Видное место среди основных добродетелей занимает в эпикурейской этике справедливость. «Поступать добродетельно означает не что иное, как поступать благоразумно, достойно и справедливо» (5, т. 1, стр. 323). Справедливость — это добродетель, «целиком обращенная на другого человека и свойственная человеку постольку, поскольку он живет в обществе» (5, т. 1, стр. 375). Рассуждения Гассенди о справедливости насыщают его этику социальным содержанием, личное благо сращивают с общественным благом, индивидуальное счастье внедряют в коллективное благоустройство.

Невозможно придумать более превратную оценку этики Гассенди, чем та, которую дает ей Сортэ, утверждая, будто «коренной порок, портящий всю эту мораль, это то, что в основе своей она исключительно эгоистична, утилитарна» (67, стр. 151). Трудно понять, как мог так осудить этику Гассенди историк философии, хорошо знавший его учение и жизнь.
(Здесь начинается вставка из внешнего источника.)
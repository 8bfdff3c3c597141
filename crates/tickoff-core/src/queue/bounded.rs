//! Bounded in-memory job queue.

use std::sync::{Arc, Mutex, PoisonError};

use tokio::sync::mpsc::{self, error::TrySendError};

use super::CompletionJob;
use crate::error::QueueError;

/// Default number of buffered jobs.
pub const DEFAULT_CAPACITY: usize = 100;

/// Producer side of the completion queue.
///
/// Backed by a bounded `tokio::sync::mpsc` channel. The sender sits in an
/// `Option` so closing is a single `take()`: once taken, new producers get
/// `QueueError::Closed`, while a producer that was already suspended on a
/// full buffer still lands its job (consumers keep draining until the
/// buffer is empty).
pub struct JobQueue {
    sender: Mutex<Option<mpsc::Sender<CompletionJob>>>,
    capacity: usize,
}

/// Consumer side, shared by every pool consumer.
///
/// `mpsc::Receiver` is single-consumer, so the pool shares it behind an
/// async mutex; whoever holds the lock waits for the next job.
#[derive(Clone)]
pub struct JobReceiver {
    inner: Arc<tokio::sync::Mutex<mpsc::Receiver<CompletionJob>>>,
}

impl JobQueue {
    /// Create a queue holding at most `capacity` pending jobs.
    ///
    /// # Panics
    /// Panics if `capacity` is zero (same contract as `mpsc::channel`).
    /// `AutoCompleteConfig` rejects zero before it gets here.
    pub fn bounded(capacity: usize) -> (JobQueue, JobReceiver) {
        let (tx, rx) = mpsc::channel(capacity);
        let queue = JobQueue {
            sender: Mutex::new(Some(tx)),
            capacity,
        };
        let receiver = JobReceiver {
            inner: Arc::new(tokio::sync::Mutex::new(rx)),
        };
        (queue, receiver)
    }

    fn sender(&self) -> Result<mpsc::Sender<CompletionJob>, QueueError> {
        // ロックは clone の間だけ。send の await は跨がない
        self.sender
            .lock()
            .unwrap_or_else(PoisonError::into_inner)
            .clone()
            .ok_or(QueueError::Closed)
    }

    /// Buffer a job, suspending while the queue is full.
    pub async fn enqueue(&self, job: CompletionJob) -> Result<(), QueueError> {
        let sender = self.sender()?;
        sender.send(job).await.map_err(|_| QueueError::Closed)
    }

    /// Buffer a job without waiting; `QueueError::Full` at capacity.
    pub fn try_enqueue(&self, job: CompletionJob) -> Result<(), QueueError> {
        let sender = self.sender()?;
        sender.try_send(job).map_err(|err| match err {
            TrySendError::Full(_) => QueueError::Full(self.capacity),
            TrySendError::Closed(_) => QueueError::Closed,
        })
    }

    /// Stop accepting jobs. Returns `true` only for the call that closed it.
    pub fn close(&self) -> bool {
        self.sender
            .lock()
            .unwrap_or_else(PoisonError::into_inner)
            .take()
            .is_some()
    }

    pub fn is_closed(&self) -> bool {
        self.sender
            .lock()
            .unwrap_or_else(PoisonError::into_inner)
            .is_none()
    }

    pub fn capacity(&self) -> usize {
        self.capacity
    }
}

impl JobReceiver {
    /// Next job, or `None` once the queue is closed and fully drained.
    pub(crate) async fn recv(&self) -> Option<CompletionJob> {
        let mut rx = self.inner.lock().await;
        rx.recv().await
    }
}

#[cfg(test)]
mod tests {
    use super::*;
    use crate::domain::TodoId;
    use std::time::Duration;
    use ulid::Ulid;

    fn job() -> CompletionJob {
        CompletionJob::new(TodoId::from_ulid(Ulid::new()))
    }

    #[tokio::test]
    async fn enqueue_then_recv() {
        let (queue, rx) = JobQueue::bounded(4);
        let j = job();
        queue.enqueue(j).await.unwrap();

        assert_eq!(rx.recv().await, Some(j));
    }

    #[tokio::test]
    async fn try_enqueue_rejects_when_full() {
        let (queue, _rx) = JobQueue::bounded(1);
        queue.try_enqueue(job()).unwrap();

        assert_eq!(queue.try_enqueue(job()), Err(QueueError::Full(1)));
    }

    #[tokio::test(start_paused = true)]
    async fn enqueue_blocks_until_space_frees() {
        let (queue, rx) = JobQueue::bounded(1);
        let queue = Arc::new(queue);
        let first = job();
        let second = job();
        queue.enqueue(first).await.unwrap();

        let producer = tokio::spawn({
            let queue = Arc::clone(&queue);
            async move { queue.enqueue(second).await }
        });

        // 満杯なので producer は待たされる
        tokio::time::sleep(Duration::from_millis(50)).await;
        assert!(!producer.is_finished());

        assert_eq!(rx.recv().await, Some(first));
        producer.await.unwrap().unwrap();
        assert_eq!(rx.recv().await, Some(second));
    }

    #[tokio::test]
    async fn close_is_once_and_rejects_new_jobs() {
        let (queue, rx) = JobQueue::bounded(4);
        let buffered = job();
        queue.enqueue(buffered).await.unwrap();

        assert!(queue.close());
        assert!(!queue.close());
        assert!(queue.is_closed());
        assert_eq!(queue.enqueue(job()).await, Err(QueueError::Closed));
        assert_eq!(queue.try_enqueue(job()), Err(QueueError::Closed));

        // 閉じた後もバッファ済みのジョブは取り出せる
        assert_eq!(rx.recv().await, Some(buffered));
        assert_eq!(rx.recv().await, None);
    }

    #[tokio::test(start_paused = true)]
    async fn suspended_producer_still_lands_its_job_after_close() {
        let (queue, rx) = JobQueue::bounded(1);
        let queue = Arc::new(queue);
        let first = job();
        let second = job();
        queue.enqueue(first).await.unwrap();

        let producer = tokio::spawn({
            let queue = Arc::clone(&queue);
            async move { queue.enqueue(second).await }
        });
        tokio::time::sleep(Duration::from_millis(10)).await;

        queue.close();

        assert_eq!(rx.recv().await, Some(first));
        producer.await.unwrap().unwrap();
        assert_eq!(rx.recv().await, Some(second));
        assert_eq!(rx.recv().await, None);
    }
}
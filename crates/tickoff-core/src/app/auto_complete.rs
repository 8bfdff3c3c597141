//! AutoCompleteWorker - 自動完了サブシステムのライフサイクル
//!
//! プロセスに 1 つだけ作る。外から使うのは `start` / `enqueue` / `stop` のみ。
//!
//! # 使用例
//! ```ignore
//! let worker = Arc::new(AutoCompleteWorker::from_config(store.clone(), &config)?);
//! worker.start(config.worker_count)?;
//! // ... todo 作成直後に
//! worker.enqueue(todo.id).await?;
//! // ... graceful shutdown で
//! worker.stop().await;
//! ```

use std::mem;
use std::sync::{Arc, Mutex, PoisonError};
use std::time::Duration;

use tracing::{info, warn};

use super::completion::CompletionProcessor;
use super::status::{WorkerCounters, WorkerCounts};
use super::worker_pool::{DEFAULT_MAX_IN_FLIGHT, WorkerPool};
use crate::config::{AutoCompleteConfig, MAX_IN_FLIGHT_KEY, QUEUE_CAPACITY_KEY};
use crate::domain::TodoId;
use crate::error::{ConfigError, QueueError, WorkerError};
use crate::ports::TodoStore;
use crate::queue::{CompletionJob, DEFAULT_CAPACITY, JobQueue, JobReceiver};

enum Lifecycle {
    /// Created; jobs may already be buffered.
    Idle(JobReceiver),
    Running(Arc<WorkerPool>),
    Stopped,
}

pub struct AutoCompleteWorker {
    queue: JobQueue,
    processor: Arc<CompletionProcessor>,
    max_in_flight: usize,
    lifecycle: Mutex<Lifecycle>,
    counters: Arc<WorkerCounters>,
}

impl AutoCompleteWorker {
    /// Worker with the given completion delay and default limits.
    pub fn new(store: Arc<dyn TodoStore>, delay: Duration) -> Self {
        Self::assemble(
            CompletionProcessor::new(store, delay),
            DEFAULT_CAPACITY,
            DEFAULT_MAX_IN_FLIGHT,
        )
    }

    /// Fails with `ConfigError::OutOfRange` when a count in `config` is zero.
    pub fn from_config(
        store: Arc<dyn TodoStore>,
        config: &AutoCompleteConfig,
    ) -> Result<Self, ConfigError> {
        config.validate()?;
        Ok(Self::assemble(
            CompletionProcessor::new(store, config.delay),
            config.queue_capacity,
            config.max_in_flight,
        ))
    }

    /// Worker around a pre-built processor (e.g. one with a custom clock).
    ///
    /// `capacity` and `max_in_flight` must be at least 1: a zero-capacity
    /// channel cannot be built, and a zero ceiling would park every consumer
    /// before its first dequeue so `stop` could never drain.
    pub fn with_processor(
        processor: CompletionProcessor,
        capacity: usize,
        max_in_flight: usize,
    ) -> Result<Self, ConfigError> {
        for (key, value) in [
            (QUEUE_CAPACITY_KEY, capacity),
            (MAX_IN_FLIGHT_KEY, max_in_flight),
        ] {
            if value == 0 {
                return Err(ConfigError::OutOfRange { key, value });
            }
        }
        Ok(Self::assemble(processor, capacity, max_in_flight))
    }

    fn assemble(processor: CompletionProcessor, capacity: usize, max_in_flight: usize) -> Self {
        let (queue, receiver) = JobQueue::bounded(capacity);
        Self {
            queue,
            processor: Arc::new(processor),
            max_in_flight,
            lifecycle: Mutex::new(Lifecycle::Idle(receiver)),
            counters: Arc::new(WorkerCounters::default()),
        }
    }

    pub fn delay(&self) -> Duration {
        self.processor.delay()
    }

    /// Spawn `worker_count` queue consumers.
    pub fn start(&self, worker_count: usize) -> Result<(), WorkerError> {
        if worker_count == 0 {
            return Err(WorkerError::InvalidWorkerCount(worker_count));
        }
        if self.queue.is_closed() {
            return Err(WorkerError::Stopped);
        }

        let mut lifecycle = self.lifecycle.lock().unwrap_or_else(PoisonError::into_inner);
        let receiver = match mem::replace(&mut *lifecycle, Lifecycle::Stopped) {
            Lifecycle::Idle(receiver) => receiver,
            running @ Lifecycle::Running(_) => {
                *lifecycle = running;
                return Err(WorkerError::AlreadyStarted);
            }
            Lifecycle::Stopped => return Err(WorkerError::Stopped),
        };

        let pool = WorkerPool::spawn(
            worker_count,
            receiver,
            Arc::clone(&self.processor),
            self.max_in_flight,
            Arc::clone(&self.counters),
        );
        let consumers = pool.consumers();
        *lifecycle = Lifecycle::Running(Arc::new(pool));

        info!(
            workers = consumers,
            delay_secs = self.processor.delay().as_secs_f64(),
            capacity = self.queue.capacity(),
            max_in_flight = self.max_in_flight,
            "auto-complete worker started"
        );
        Ok(())
    }

    /// Schedule `todo_id` for auto-completion after the configured delay.
    ///
    /// Suspends while the queue is full. Fails with `QueueError::Closed` once
    /// `stop` has been called.
    pub async fn enqueue(&self, todo_id: TodoId) -> Result<(), QueueError> {
        let result = self.queue.enqueue(CompletionJob::new(todo_id)).await;
        self.record_enqueue(&result);
        result
    }

    /// Like [`enqueue`](Self::enqueue) but rejects with `QueueError::Full`
    /// instead of waiting.
    pub fn try_enqueue(&self, todo_id: TodoId) -> Result<(), QueueError> {
        let result = self.queue.try_enqueue(CompletionJob::new(todo_id));
        self.record_enqueue(&result);
        result
    }

    fn record_enqueue(&self, result: &Result<(), QueueError>) {
        match result {
            Ok(()) => self.counters.record_enqueued(),
            Err(_) => self.counters.record_rejected(),
        }
    }

    /// Close the queue and wait until every consumer has exited and every
    /// dispatched job has finished.
    ///
    /// Repeated or concurrent calls are safe; each returns after the drain.
    pub async fn stop(&self) {
        if self.queue.close() {
            info!("auto-complete worker stopping, draining in-flight jobs");
        }

        let pool = {
            let mut lifecycle = self.lifecycle.lock().unwrap_or_else(PoisonError::into_inner);
            if matches!(*lifecycle, Lifecycle::Idle(_)) {
                // start されていない: バッファ済みのジョブは捨てられる
                let dropped = self.counters.snapshot().enqueued;
                if dropped > 0 {
                    warn!(dropped, "auto-complete worker stopped before start, dropping queued jobs");
                }
                *lifecycle = Lifecycle::Stopped;
            }
            match &*lifecycle {
                Lifecycle::Running(pool) => Some(Arc::clone(pool)),
                Lifecycle::Idle(_) | Lifecycle::Stopped => None,
            }
        };

        if let Some(pool) = pool {
            pool.shutdown().await;
            info!(counts = ?self.counts(), "auto-complete worker stopped");
        }
    }

    pub fn is_running(&self) -> bool {
        !self.queue.is_closed()
            && matches!(
                *self.lifecycle.lock().unwrap_or_else(PoisonError::into_inner),
                Lifecycle::Running(_)
            )
    }

    pub fn counts(&self) -> WorkerCounts {
        self.counters.snapshot()
    }
}
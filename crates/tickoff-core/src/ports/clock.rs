//! Clock port - 時刻の抽象化
//!
//! - SystemClock（本番用）
//! - FixedClock（テスト用）
//!
//! Only wall-clock timestamps (`created_at`, `updated_at`, id timestamps) go
//! through this port. The completion delay itself is a `tokio::time::sleep`,
//! so tests drive it with a paused tokio clock instead.

use std::sync::Mutex;

use chrono::{DateTime, Duration, Utc};

/// Clock は現在時刻を提供
pub trait Clock: Send + Sync {
    fn now(&self) -> DateTime<Utc>;
}

#[derive(Debug, Clone, Copy, Default)]
pub struct SystemClock;

impl Clock for SystemClock {
    fn now(&self) -> DateTime<Utc> {
        Utc::now()
    }
}

/// A clock that only moves when told to.
#[derive(Debug)]
pub struct FixedClock {
    now: Mutex<DateTime<Utc>>,
}

impl FixedClock {
    pub fn new(now: DateTime<Utc>) -> Self {
        Self {
            now: Mutex::new(now),
        }
    }

    pub fn set(&self, now: DateTime<Utc>) {
        *self.now.lock().unwrap_or_else(|e| e.into_inner()) = now;
    }

    pub fn advance(&self, by: Duration) {
        let mut now = self.now.lock().unwrap_or_else(|e| e.into_inner());
        *now += by;
    }
}

impl Clock for FixedClock {
    fn now(&self) -> DateTime<Utc> {
        *self.now.lock().unwrap_or_else(|e| e.into_inner())
    }
}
Нет ничего общего между проникнутой гуманизмом эпикурейской этикой и практицизмом утилитаризма. «Никогда не предпочитать полезное честному… — требовал Гассенди, — ибо тот, кто не может себя ни в чем упрекнуть, не может быть признан несчастным, а тот, кто чувствует себя преступным, не может быть назван счастливым» (4, т. II, стр. 748). Гассенди устанавливает немыслимый для утилитариста водораздел между «частным благоразумием, задача которого — регулировать отдельные сферы житейской практики», и «более общим благоразумием, которое есть не что иное, как сам разум и его веления» — благоразумие, тождественное с мудростью (5, т. 1, стр. 319). Для Гассенди «добродетель сама по себе есть нечто полезное… самое надежное и действенное средство к счастью» (4, т. II, стр. 708). Признавая, в духе эвдемонизма, полезным то, что приятно, что доставляет удовольствие, он всячески убеждает своих читателей, что ничто не доставляет большего удовольствия, большей радости, удовлетворения, а стало быть, и не приносит большей пользы, чем добродетель. Это ли утилитаризм? Присоединился ли бы к этому убеждению Бентам?